### GOAL OF THE EXERCISE
Would you go through the records below and copy each line with the string "content"?

Stored data entries:
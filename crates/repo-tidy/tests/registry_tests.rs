//! Tests for check registration and the `Standard` bundle.

mod common;

use repo_tidy::{RuleManifest, Severity, Standard, TidyError};

#[test]
fn test_standard_registers_builtin_checks() {
    let standard = Standard::new(common::standard_manifest());
    let ids: Vec<_> = standard.registry.ids().collect();

    // Registration order is the fixed order of the category register calls.
    assert_eq!(ids[0], "TOPLEVEL.README");
    assert!(ids.contains(&"README.TITLE"));
    assert!(ids.contains(&"REPOSITORY.NAME"));
    assert_eq!(standard.registry.len(), 14);
}

#[test]
fn test_every_registered_check_has_a_manifest_entry() {
    let standard = Standard::new(common::standard_manifest());
    for id in standard.registry.ids() {
        assert!(
            standard.manifest.get(id).is_some(),
            "registered check `{id}` has no manifest entry"
        );
    }
}

#[test]
fn test_identifier_round_trip_through_construction() {
    let (_temp, repo) = common::conforming_repo("fixture-repo");
    let standard = Standard::new(common::standard_manifest());

    for id in standard.registry.ids() {
        let factory = standard.registry.get(id).unwrap();
        let check = factory(&repo, &standard.manifest).unwrap();
        assert_eq!(check.name(), id);
    }
}

#[test]
fn test_severity_is_copied_from_manifest() {
    let (_temp, repo) = common::conforming_repo("fixture-repo");
    let standard = Standard::new(common::standard_manifest());

    let readme = standard.registry.get("TOPLEVEL.README").unwrap();
    assert_eq!(
        readme(&repo, &standard.manifest).unwrap().severity(),
        Severity::Requirement
    );

    let docs = standard.registry.get("DIRECTORY.DOCS").unwrap();
    assert_eq!(
        docs(&repo, &standard.manifest).unwrap().severity(),
        Severity::Recommendation
    );
}

#[test]
fn test_missing_manifest_entry_is_a_configuration_error() {
    let (_temp, repo) = common::empty_repo("fixture-repo");
    let sparse = RuleManifest::parse("README.TITLE:\n  - type: REQUIREMENT\n").unwrap();
    let standard = Standard::new(sparse);

    let factory = standard.registry.get("TOPLEVEL.README").unwrap();
    let err = factory(&repo, &standard.manifest).err().unwrap();
    assert!(matches!(err, TidyError::Config(_)), "{err}");
    assert!(err.to_string().contains("TOPLEVEL.README"), "{err}");
}
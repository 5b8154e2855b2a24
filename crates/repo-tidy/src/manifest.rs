//! Rule Manifest Loading
//!
//! The standard is described by a YAML manifest mapping each rule identifier
//! to a list of attribute records:
//!
//! ```yaml
//! README.TITLE:
//!   - type: REQUIREMENT
//! README.BADGES:
//!   - type: RECOMMENDATION
//!   - values:
//!       - library_status: ["![Experimental]...", "![Stable]..."]
//! ```
//!
//! Loading is a pure function of the input: no side effects beyond reading
//! the manifest file itself.

use crate::{Result, Severity, TidyError};
use serde::{Deserialize, Serialize};
use serde_yaml::Value;
use std::path::Path;

/// A named group of literal values, used by composite rules that demand
/// exactly one match per group (e.g. one badge per badge category).
#[derive(Debug, Clone, PartialEq, Eq, Serialize, Deserialize)]
pub struct ValueGroup {
    pub name: String,
    pub values: Vec<String>,
}

/// Configuration for a single rule, as declared by the manifest.
#[derive(Debug, Clone)]
pub struct ManifestEntry {
    /// Rule identifier, `CATEGORY.NAME`
    pub name: String,
    /// Severity class
    pub severity: Severity,
    /// Single literal value, for rules configured by one literal
    pub value: Option<String>,
    /// Ordered list of literal values
    pub values: Vec<String>,
    /// Named groups of literal values, for composite rules
    pub groups: Vec<ValueGroup>,
    /// Target file name override
    pub file_name: Option<String>,
    /// Default group used by fixes that must pick one value
    pub default_group: Option<String>,
}

/// The loaded standard: every known rule and its configuration.
///
/// Entries keep manifest order; lookups are linear, the set is small.
#[derive(Debug, Clone, Default)]
pub struct RuleManifest {
    entries: Vec<ManifestEntry>,
}

impl RuleManifest {
    /// Load the manifest from a file. Unreadable manifests are fatal.
    pub fn load(path: &Path) -> Result<Self> {
        let content = std::fs::read_to_string(path)?;
        tracing::debug!(path = %path.display(), "loading standard manifest");
        Self::parse(&content)
    }

    /// Load the standard bundled with this crate.
    pub fn bundled() -> Result<Self> {
        Self::parse(include_str!("../standard.yml"))
    }

    /// Parse manifest text into entries.
    pub fn parse(content: &str) -> Result<Self> {
        let doc: Value = serde_yaml::from_str(content)?;
        let Value::Mapping(map) = doc else {
            return Err(TidyError::Manifest(
                "manifest root must be a mapping of rule identifiers".into(),
            ));
        };

        let mut entries = Vec::new();
        for (key, value) in &map {
            let name = key.as_str().ok_or_else(|| {
                TidyError::Manifest("rule identifiers must be strings".into())
            })?;
            entries.push(parse_entry(name, value)?);
        }

        Ok(Self { entries })
    }

    /// Look up a rule's configuration by identifier.
    pub fn get(&self, name: &str) -> Option<&ManifestEntry> {
        self.entries.iter().find(|e| e.name == name)
    }

    /// All entries, in manifest order.
    pub fn entries(&self) -> &[ManifestEntry] {
        &self.entries
    }

    /// All rule identifiers, in manifest order.
    pub fn names(&self) -> impl Iterator<Item = &str> {
        self.entries.iter().map(|e| e.name.as_str())
    }

    pub fn len(&self) -> usize {
        self.entries.len()
    }

    pub fn is_empty(&self) -> bool {
        self.entries.is_empty()
    }
}

/// Parse one rule's attribute-record list.
fn parse_entry(name: &str, value: &Value) -> Result<ManifestEntry> {
    let records = value.as_sequence().ok_or_else(|| {
        TidyError::Manifest(format!(
            "rule `{name}`: expected a list of attribute records"
        ))
    })?;

    let mut severity = None;
    let mut entry = ManifestEntry {
        name: name.to_string(),
        severity: Severity::Requirement,
        value: None,
        values: Vec::new(),
        groups: Vec::new(),
        file_name: None,
        default_group: None,
    };

    for record in records {
        let map = record.as_mapping().ok_or_else(|| {
            TidyError::Manifest(format!(
                "rule `{name}`: attribute records must be key/value mappings"
            ))
        })?;

        for (key, attr) in map {
            let key = key.as_str().ok_or_else(|| {
                TidyError::Manifest(format!("rule `{name}`: attribute keys must be strings"))
            })?;

            match key {
                "type" => {
                    let raw = string_attr(name, key, attr)?;
                    severity = Some(raw.parse::<Severity>().map_err(|_| {
                        TidyError::Manifest(format!("rule `{name}`: invalid severity `{raw}`"))
                    })?);
                }
                "value" => entry.value = Some(string_attr(name, key, attr)?),
                "values" => parse_values(name, attr, &mut entry)?,
                "file_name" => entry.file_name = Some(string_attr(name, key, attr)?),
                "default_group" => entry.default_group = Some(string_attr(name, key, attr)?),
                // Recognized but not yet interpreted; reserved for future
                // rule configuration.
                "regex" | "directory_name" | "status_lines" | "licenses" => {}
                other => {
                    return Err(TidyError::Manifest(format!(
                        "rule `{name}`: unrecognized manifest key `{other}`"
                    )));
                }
            }
        }
    }

    entry.severity = severity.ok_or_else(|| {
        TidyError::Manifest(format!("rule `{name}`: missing `type` attribute"))
    })?;

    Ok(entry)
}

/// A `values` attribute is either a flat list of literals or a list of
/// named groups, each holding a list of literals.
fn parse_values(name: &str, attr: &Value, entry: &mut ManifestEntry) -> Result<()> {
    let items = attr.as_sequence().ok_or_else(|| {
        TidyError::Manifest(format!("rule `{name}`: `values` must be a list"))
    })?;

    for item in items {
        match item {
            Value::String(s) => entry.values.push(s.clone()),
            Value::Mapping(group) => {
                for (group_name, group_values) in group {
                    let group_name = group_name.as_str().ok_or_else(|| {
                        TidyError::Manifest(format!(
                            "rule `{name}`: group names in `values` must be strings"
                        ))
                    })?;
                    let values = group_values
                        .as_sequence()
                        .and_then(|seq| {
                            seq.iter()
                                .map(|v| v.as_str().map(String::from))
                                .collect::<Option<Vec<_>>>()
                        })
                        .ok_or_else(|| {
                            TidyError::Manifest(format!(
                                "rule `{name}`: group `{group_name}` must hold a list of strings"
                            ))
                        })?;
                    entry.groups.push(ValueGroup {
                        name: group_name.to_string(),
                        values,
                    });
                }
            }
            other => {
                return Err(TidyError::Manifest(format!(
                    "rule `{name}`: unsupported `values` item: {other:?}"
                )));
            }
        }
    }

    Ok(())
}

fn string_attr(name: &str, key: &str, attr: &Value) -> Result<String> {
    attr.as_str().map(String::from).ok_or_else(|| {
        TidyError::Manifest(format!("rule `{name}`: `{key}` must be a string"))
    })
}
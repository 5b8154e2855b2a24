//! `DIRECTORY.*` checks: expected directory layout.

use crate::checks::base::{Check, CheckCtx, DirCheck};
use crate::context::RepoContext;
use crate::manifest::RuleManifest;
use crate::registry::CheckRegistry;
use crate::Result;

pub fn register(registry: &mut CheckRegistry) {
    registry.register(DirectoryExists::SOURCES, |repo, manifest| {
        Ok(Box::new(DirectoryExists::sources(repo, manifest)?))
    });
    registry.register(DirectoryExists::TESTS, |repo, manifest| {
        Ok(Box::new(DirectoryExists::tests(repo, manifest)?))
    });
    registry.register(DirectoryExists::DOCS, |repo, manifest| {
        Ok(Box::new(DirectoryExists::docs(repo, manifest)?))
    });
}

/// A required directory exists and contains at least one file.
///
/// One implementation serves all `DIRECTORY.*` rules; the identifier and
/// target are bound at construction.
pub struct DirectoryExists {
    dir: DirCheck,
}

impl DirectoryExists {
    pub const SOURCES: &'static str = "DIRECTORY.SOURCES";
    pub const TESTS: &'static str = "DIRECTORY.TESTS";
    pub const DOCS: &'static str = "DIRECTORY.DOCS";

    pub fn new(
        name: &str,
        repo: &RepoContext,
        manifest: &RuleManifest,
        relative_path: &str,
    ) -> Result<Self> {
        Ok(Self {
            dir: DirCheck::new(name, repo, manifest, relative_path)?,
        })
    }

    pub fn sources(repo: &RepoContext, manifest: &RuleManifest) -> Result<Self> {
        Self::new(Self::SOURCES, repo, manifest, "src")
    }

    pub fn tests(repo: &RepoContext, manifest: &RuleManifest) -> Result<Self> {
        Self::new(Self::TESTS, repo, manifest, "tests")
    }

    pub fn docs(repo: &RepoContext, manifest: &RuleManifest) -> Result<Self> {
        Self::new(Self::DOCS, repo, manifest, "docs")
    }
}

impl Check for DirectoryExists {
    fn ctx(&self) -> &CheckCtx {
        self.dir.ctx()
    }

    fn ctx_mut(&mut self) -> &mut CheckCtx {
        self.dir.ctx_mut()
    }

    fn pre_check(&self) -> bool {
        self.dir.pre_check()
    }

    fn check(&self) -> bool {
        if !self.dir.pre_check() {
            return false;
        }

        if !self.dir.contains_files() {
            self.log(&format!(
                "The directory '{}' contains no files.",
                self.dir.path().display()
            ));
            return false;
        }

        true
    }

    fn fix(&self) -> bool {
        // An empty skeleton directory would satisfy nothing; content has to
        // be authored.
        self.log(&format!(
            "Please populate the '{}' directory.",
            self.dir.path().display()
        ));
        false
    }
}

### TASK SOLUTION
        let content = std::fs::read_to_string(path)?;
        Self::parse(&content)
    pub fn parse(content: &str) -> Result<Self> {
        let doc: Value = serde_yaml::from_str(content)?;
        // An empty skeleton directory would satisfy nothing; content has to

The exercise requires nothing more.